From David Beckham to His Royal Highness Prince William, the charity Help For Heroes has been backed by some of the biggest names in Britain. Launched in October 2007 in response to the desire of ordinary people to do something practical to help our wounded servicemen and women, it is a cause that unites all sections of our society.
The ethos of Help For Heroes is simple. It is strictly non-political and non-judgemental, recognising that wars happen under any government. As individuals we are powerless to stop our men and women from being killed and wounded. But by joining together we can do something practical to help.
It is this symbollic togetherness that a group of fans hope to inspire across a football community so often divided by tribal hostility and hatred, as they attempt to raise a five figure sum in aid of Help for Heroes by visiting 92 clubs in 92 hours.
The combination of raising sponsorship for this most popular of charities, as well as trying to foster a new spirit of friendship and respect throughout the football family is winning the support of a growing number of ex-professionals.
WEMBLEY TO WEMBLEY
Former Tottenham, Chelsea and Swindon Town legend Micky Hazard is just one of the old pros backing the 92 Plus 1 campaign launched by a four-man squad who will will leave Wembley Stadium after England’s World Cup qualifier with Montenegro on Friday October 11. The aim is to be back in time for the Poland game on Tuesday, October 15 that could determine the fate of Roy Hodgson’s team.
Along the way – a 2,600 mile road trip – they will visit every Premier and Football League ground collecting donations and stopping to meet a host of famous names. Hazard, Wayne Fereday and Daryl Sutch are some of the names already signed up to support the whistle-stop tour and hopes are high of attracting a stellar line-up of football heroes. Beckham has already had his invitation “and if he gets involved that would make all our hard work worthwhile and give us a chance of hitting our target” says organiser Simon Cox.
Cox and fellow businessman Mike Peters will be joined on their unique road trip by Darren Young, formerly of the Royal Air Force, and Mark Burns, a serving member of HM Armed Forces as well as being a coach at Swindon Town’s Football Academy.
The mission is summed up by Burns who says: “I have served throughout the world and in more recent years have unfortunately had to witness the devastating consequences of frontline combat on our troops. They have been left with devastating injuries that have an effect long after leaving the front line. help for heroes is a fantastic charity that supports our troops and is something my wife has been involved raising money for throughout the years and is a charity I felt I personally wanted to do something for.”
Bryn Parry, Co-Founder and Chief Executive Offer of Help for Heroes, promises the money raised by 92 Plus 1 will “provide practical, direct support to those who suffered life-changing injuries and illnesses while serving our country.”

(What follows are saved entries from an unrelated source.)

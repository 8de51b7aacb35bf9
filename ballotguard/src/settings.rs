use crate::*;
use std::env::var;
use std::path::PathBuf;
use std::str::FromStr;
use std::sync::Arc;

pub const DEFAULT_DATA_DIR: &str = "./ballotguard_data";
pub const DEFAULT_TENANT: &str = "default";

/// Where records are kept
#[derive(Debug, Clone, Copy, PartialEq, Eq)]
pub enum StorageMode {
    Memory,
    LocalStorage,
}

impl FromStr for StorageMode {
    type Err = Error;

    fn from_str(s: &str) -> Result<Self, Self::Err> {
        match s.to_ascii_lowercase().as_str() {
            "memory" => Ok(StorageMode::Memory),
            "local_storage" | "local" | "file" => Ok(StorageMode::LocalStorage),
            other => Err(Error::InvalidArgument(format!("unknown storage mode {}", other))),
        }
    }
}

#[derive(Debug, Clone, PartialEq)]
pub struct Settings {
    pub storage_mode: StorageMode,
    pub data_dir: PathBuf,
    pub workers: usize,
    pub tenant: String,
}

impl Default for Settings {
    fn default() -> Self {
        Settings {
            storage_mode: StorageMode::LocalStorage,
            data_dir: PathBuf::from(DEFAULT_DATA_DIR),
            workers: default_workers(),
            tenant: DEFAULT_TENANT.to_owned(),
        }
    }
}

impl Settings {
    /// Read settings from `BALLOTGUARD_*` environment variables
    pub fn from_env() -> Result<Self, Error> {
        Self::from_lookup(|name| var(name).ok())
    }

    /// Read settings through `lookup`, falling back to defaults for unset names
    pub fn from_lookup<F>(lookup: F) -> Result<Self, Error>
    where
        F: Fn(&str) -> Option<String>,
    {
        let defaults = Settings::default();

        let storage_mode = match lookup("BALLOTGUARD_STORAGE_MODE") {
            Some(val) => val.parse()?,
            None => defaults.storage_mode,
        };

        let data_dir = match lookup("BALLOTGUARD_DATA_DIR") {
            Some(val) => PathBuf::from(val),
            None => defaults.data_dir,
        };

        let workers = match lookup("BALLOTGUARD_WORKERS") {
            Some(val) => match val.parse::<usize>() {
                Ok(n) if n > 0 => n,
                _ => {
                    return Err(Error::InvalidArgument(format!(
                        "BALLOTGUARD_WORKERS must be a positive number, got {}",
                        val
                    )))
                }
            },
            None => defaults.workers,
        };

        let tenant = lookup("BALLOTGUARD_TENANT").unwrap_or(defaults.tenant);
        Tenant::new(&tenant)?;

        Ok(Settings {
            storage_mode,
            data_dir,
            workers,
            tenant,
        })
    }

    pub fn tenant(&self) -> Result<Tenant, Error> {
        Tenant::new(&self.tenant)
    }

    /// Open the repository the settings describe
    pub fn repository(&self) -> Result<Arc<dyn Repository>, Error> {
        match self.storage_mode {
            StorageMode::Memory => Ok(Arc::new(MemRepository::new())),
            StorageMode::LocalStorage => {
                let repo = FileRepository::open(&self.data_dir)?;
                log::debug!("using local storage at {}", self.data_dir.display());
                Ok(Arc::new(repo))
            }
        }
    }

    pub fn scheduler(&self) -> Result<Arc<Scheduler>, Error> {
        Ok(Arc::new(Scheduler::new(self.workers)?))
    }
}

fn default_workers() -> usize {
    std::thread::available_parallelism()
        .map(|n| n.get())
        .unwrap_or(1)
}

#[cfg(test)]
mod tests {
    use super::*;
    use std::collections::HashMap;

    fn lookup(vars: &[(&str, &str)]) -> impl Fn(&str) -> Option<String> {
        let vars: HashMap<String, String> = vars
            .iter()
            .map(|(k, v)| (k.to_string(), v.to_string()))
            .collect();
        move |name| vars.get(name).cloned()
    }

    #[test]
    fn defaults_when_unset() {
        let settings = Settings::from_lookup(lookup(&[])).unwrap();
        assert_eq!(settings.storage_mode, StorageMode::LocalStorage);
        assert_eq!(settings.data_dir, PathBuf::from(DEFAULT_DATA_DIR));
        assert_eq!(settings.tenant, DEFAULT_TENANT);
        assert!(settings.workers >= 1);
    }

    #[test]
    fn reads_overrides() {
        let settings = Settings::from_lookup(lookup(&[
            ("BALLOTGUARD_STORAGE_MODE", "MEMORY"),
            ("BALLOTGUARD_WORKERS", "3"),
            ("BALLOTGUARD_TENANT", "county-7"),
        ]))
        .unwrap();
        assert_eq!(settings.storage_mode, StorageMode::Memory);
        assert_eq!(settings.workers, 3);
        assert_eq!(settings.tenant().unwrap().as_str(), "county-7");
        assert!(settings.repository().is_ok());
    }

    #[test]
    fn rejects_bad_values() {
        for vars in &[
            [("BALLOTGUARD_STORAGE_MODE", "cloud")],
            [("BALLOTGUARD_WORKERS", "0")],
            [("BALLOTGUARD_WORKERS", "many")],
            [("BALLOTGUARD_TENANT", "../etc")],
        ] {
            let err = Settings::from_lookup(lookup(vars)).unwrap_err();
            assert!(matches!(err, Error::InvalidArgument(_)));
        }
    }

    #[test]
    fn local_storage_opens_under_data_dir() {
        let dir = tempfile::tempdir().unwrap();
        let settings = Settings {
            storage_mode: StorageMode::LocalStorage,
            data_dir: dir.path().to_path_buf(),
            workers: 1,
            tenant: DEFAULT_TENANT.to_owned(),
        };
        assert!(settings.repository().is_ok());
        let scheduler = settings.scheduler().unwrap();
        assert_eq!(scheduler.workers(), 1);
        scheduler.shutdown();
    }
}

Make no mistake, the power of publicity for this challenge being undertaken by four ordinary football fans will be even more valuable than the direct cash raised – and if it can help promote peace and respect between supporters in a media-driven world that too often thrives on confrontation, that will be a priceless bonus that we should all support.
WHAT SHANKLY REALLY MEANT WHEN HE TALKED ABOUT LIFE AND DEATH
The great Bill Shankly once said: “Some people believe football is a matter of life and death, I am very disappointed with that attitude. I can assure you it is much, much more important than that.” Those of us who are passionate about supporting our team know what he meant, but no-one who has lost a loved one – or anyone of sound mind who is being serious – will ever agree with the literal meaning of that quote.
Shanks was a legend who understood the importance of rivalry. But he also understood the value of friendship and respect. He rarely missed a match at Old Trafford when Liverpool were not in action because he loved the beautiful game and enjoyed watching Manchester United. It is hard to imagine such a thing happening today, but he even wore an MUFC tie when he took his place in the director’s box. Managers, fans and media commentators can all learn from the values of days gone by.
If this modest road trip by our selfless ’92 Club Plus 1′ fund-raisers can help spread that message it will be an effort far greater than the value of the money raised.